Ma cosa può cambiare se “chi puzza di povero” viene denigrato e lasciato a se stesso? Il napoletano di serie B si isola, perché sta bene solo con chi lo può capire, romanticizza la propria condizione degradata per darle un senso, perché esiste un solo punto di vista possibile. Per evitare ciò bisogna parlarne, informarsi, rendersi più consapevoli della questione meridionale, o restiamo vittime di una storia destinata a ripetersi sistemicamente. Tuttavia, questa consapevolezza non deve significare la deresponsabilizzazione di chi agisce a seguito di un’educazione violenta, misogina e razzista, ma deve far luce sul perché tale educazione esista in primis e sull’enorme strada ancora da fare. Negando ciò si cadrebbe nuovamente vittime dello stereotipo del napoletano povera anima, lasciato solo a se stesso, per il quale bisogna solo provare pietà, senza agire per migliorare le condizioni di una classe sociale più bassa.

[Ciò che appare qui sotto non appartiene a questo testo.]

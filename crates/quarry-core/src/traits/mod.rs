// SPDX-FileCopyrightText: 2026 Quarry Contributors
// SPDX-License-Identifier: MIT OR Apache-2.0

//! Adapter trait definitions for the pipeline's external collaborators.
//!
//! All adapters extend the [`PluginAdapter`] base trait and use
//! `#[async_trait]` for dynamic dispatch compatibility.

pub mod adapter;
pub mod executor;
pub mod oracle;
pub mod provider;

pub use adapter::PluginAdapter;
pub use executor::QueryExecutor;
pub use oracle::PermissionOracle;
pub use provider::ProviderAdapter;
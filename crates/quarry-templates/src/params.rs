// SPDX-FileCopyrightText: 2026 Quarry Contributors
// SPDX-License-Identifier: MIT OR Apache-2.0

//! Template parameters: definitions, typed values, and extraction.

use std::collections::BTreeMap;

use chrono::{DateTime, NaiveDate, Utc};
use regex::Regex;
use serde::Serialize;
use serde_json::Value;
use strum::{Display, EnumString};
use tracing::debug;

/// Declared type a captured parameter is coerced to.
#[derive(Debug, Clone, Copy, PartialEq, Eq, Display, EnumString, Serialize)]
#[strum(serialize_all = "lowercase")]
#[serde(rename_all = "lowercase")]
pub enum ParamType {
    String,
    Number,
    Boolean,
    Date,
}

/// A coerced parameter value.
#[derive(Debug, Clone, PartialEq, Serialize)]
#[serde(untagged)]
pub enum ParamValue {
    String(String),
    Number(f64),
    Boolean(bool),
    Date(DateTime<Utc>),
}

impl ParamValue {
    /// JSON form used inside query arguments.
    pub fn to_json(&self) -> Value {
        match self {
            ParamValue::String(s) => Value::String(s.clone()),
            ParamValue::Number(n) => serde_json::Number::from_f64(*n)
                .map(Value::Number)
                .unwrap_or(Value::Null),
            ParamValue::Boolean(b) => Value::Bool(*b),
            ParamValue::Date(d) => Value::String(d.to_rfc3339()),
        }
    }
}

/// One parameter a template accepts.
#[derive(Debug, Clone)]
pub struct ParameterDefinition {
    pub name: &'static str,
    pub param_type: ParamType,
    /// Re-run against the question; the first non-empty capture group is the value.
    pub extract: Option<Regex>,
    pub default: Option<ParamValue>,
    pub required: bool,
}

impl ParameterDefinition {
    /// Extract and coerce this parameter from `question`.
    ///
    /// Falls back to the default when the pattern is absent, does not match,
    /// captures nothing, or the capture does not coerce.
    pub fn extract_from(&self, question: &str) -> Option<ParamValue> {
        let captured = self.extract.as_ref().and_then(|pattern| {
            pattern.captures(question).and_then(|caps| {
                caps.iter()
                    .skip(1)
                    .flatten()
                    .map(|m| m.as_str().trim())
                    .find(|s| !s.is_empty())
                    .map(str::to_string)
            })
        });

        match captured {
            Some(raw) => match coerce(&raw, self.param_type) {
                Some(value) => Some(value),
                None => {
                    debug!(
                        param = self.name,
                        raw = %raw,
                        "parameter did not coerce, using default"
                    );
                    self.default.clone()
                }
            },
            None => self.default.clone(),
        }
    }
}

/// Coerce a captured string to the declared type.
pub fn coerce(raw: &str, param_type: ParamType) -> Option<ParamValue> {
    match param_type {
        ParamType::String => Some(ParamValue::String(raw.to_string())),
        ParamType::Number => raw
            .parse::<f64>()
            .ok()
            .filter(|n| n.is_finite())
            .map(ParamValue::Number),
        ParamType::Boolean => Some(ParamValue::Boolean(
            raw.eq_ignore_ascii_case("true") || raw == "1",
        )),
        ParamType::Date => parse_date(raw).map(ParamValue::Date),
    }
}

fn parse_date(raw: &str) -> Option<DateTime<Utc>> {
    if let Ok(dt) = DateTime::parse_from_rfc3339(raw) {
        return Some(dt.with_timezone(&Utc));
    }
    ["%Y-%m-%d", "%m/%d/%Y", "%B %d, %Y", "%b %d, %Y", "%d %B %Y"]
        .iter()
        .find_map(|fmt| NaiveDate::parse_from_str(raw, fmt).ok())
        .and_then(|d| d.and_hms_opt(0, 0, 0))
        .map(|naive| naive.and_utc())
}

/// Extracted parameters, keyed by definition name.
#[derive(Debug, Clone, Default, PartialEq, Serialize)]
#[serde(transparent)]
pub struct Params(BTreeMap<String, ParamValue>);

impl Params {
    pub fn new() -> Self {
        Self::default()
    }

    pub fn insert(&mut self, name: impl Into<String>, value: ParamValue) {
        self.0.insert(name.into(), value);
    }

    pub fn get(&self, name: &str) -> Option<&ParamValue> {
        self.0.get(name)
    }

    pub fn contains(&self, name: &str) -> bool {
        self.0.contains_key(name)
    }

    pub fn is_empty(&self) -> bool {
        self.0.is_empty()
    }

    pub fn iter(&self) -> impl Iterator<Item = (&String, &ParamValue)> {
        self.0.iter()
    }

    /// String value, if present and a string.
    pub fn str(&self, name: &str) -> Option<&str> {
        match self.0.get(name) {
            Some(ParamValue::String(s)) => Some(s),
            _ => None,
        }
    }

    /// Numeric value, if present and a number.
    pub fn number(&self, name: &str) -> Option<f64> {
        match self.0.get(name) {
            Some(ParamValue::Number(n)) => Some(*n),
            _ => None,
        }
    }

    /// JSON form of a value, or `null` when absent.
    pub fn json(&self, name: &str) -> Value {
        self.0.get(name).map(ParamValue::to_json).unwrap_or(Value::Null)
    }
}

impl FromIterator<(String, ParamValue)> for Params {
    fn from_iter<I: IntoIterator<Item = (String, ParamValue)>>(iter: I) -> Self {
        Self(iter.into_iter().collect())
    }
}

#[cfg(test)]
mod tests {
    use super::*;
    use chrono::Datelike;

    fn def(
        param_type: ParamType,
        pattern: &str,
        default: Option<ParamValue>,
    ) -> ParameterDefinition {
        ParameterDefinition {
            name: "p",
            param_type,
            extract: Some(Regex::new(pattern).unwrap()),
            default,
            required: false,
        }
    }

    #[test]
    fn number_capture_is_numeric() {
        let d = def(ParamType::Number, r"(?i)below\s+(\d+)", None);
        assert_eq!(d.extract_from("adoption below 42%"), Some(ParamValue::Number(42.0)));
        assert_eq!(ParamValue::Number(42.0).to_json(), serde_json::json!(42.0));
    }

    #[test]
    fn first_non_empty_group_wins() {
        let d = def(ParamType::String, r"(?i)for\s+(\w+)|of\s+(\w+)", None);
        assert_eq!(
            d.extract_from("tasks of Duo"),
            Some(ParamValue::String("Duo".into()))
        );
    }

    #[test]
    fn default_used_when_pattern_misses() {
        let d = def(ParamType::Number, r"below\s+(\d+)", Some(ParamValue::Number(50.0)));
        assert_eq!(d.extract_from("struggling customers"), Some(ParamValue::Number(50.0)));
    }

    #[test]
    fn default_used_when_coercion_fails() {
        let d = def(ParamType::Number, r"below\s+(\S+)", Some(ParamValue::Number(50.0)));
        assert_eq!(d.extract_from("below lots"), Some(ParamValue::Number(50.0)));
    }

    #[test]
    fn no_pattern_no_default_is_absent() {
        let d = ParameterDefinition {
            name: "p",
            param_type: ParamType::String,
            extract: None,
            default: None,
            required: true,
        };
        assert_eq!(d.extract_from("anything"), None);
    }

    #[test]
    fn boolean_coercion() {
        assert_eq!(coerce("TRUE", ParamType::Boolean), Some(ParamValue::Boolean(true)));
        assert_eq!(coerce("1", ParamType::Boolean), Some(ParamValue::Boolean(true)));
        assert_eq!(coerce("yes", ParamType::Boolean), Some(ParamValue::Boolean(false)));
    }

    #[test]
    fn date_coercion_accepts_common_formats() {
        let Some(ParamValue::Date(d)) = coerce("2026-03-14", ParamType::Date) else {
            panic!("expected date");
        };
        assert_eq!((d.year(), d.month(), d.day()), (2026, 3, 14));
        assert!(coerce("March 14, 2026", ParamType::Date).is_some());
        assert!(coerce("2026-03-14T10:00:00Z", ParamType::Date).is_some());
        assert!(coerce("someday", ParamType::Date).is_none());
    }
}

Per adesso, c’è chi con Geolier a Sanremo cerca un riscatto, non tanto perché ci fosse una vittoria di mezzo, ma perché potrebbe dar vita a una consapevolezza che dal basso possa nascere un progetto culturale di successo, capace di redimere il proprio status sociale. Naturalmente, non possiamo prevedere se quanto accaduto possa cambiare qualcosa per le classi meno privilegiate di Napoli ma, intanto, spero ci siano stati ragazzini dei rioni che, almeno per qualche giorno, si sono sentiti rappresentati e grandi quanto il mondo.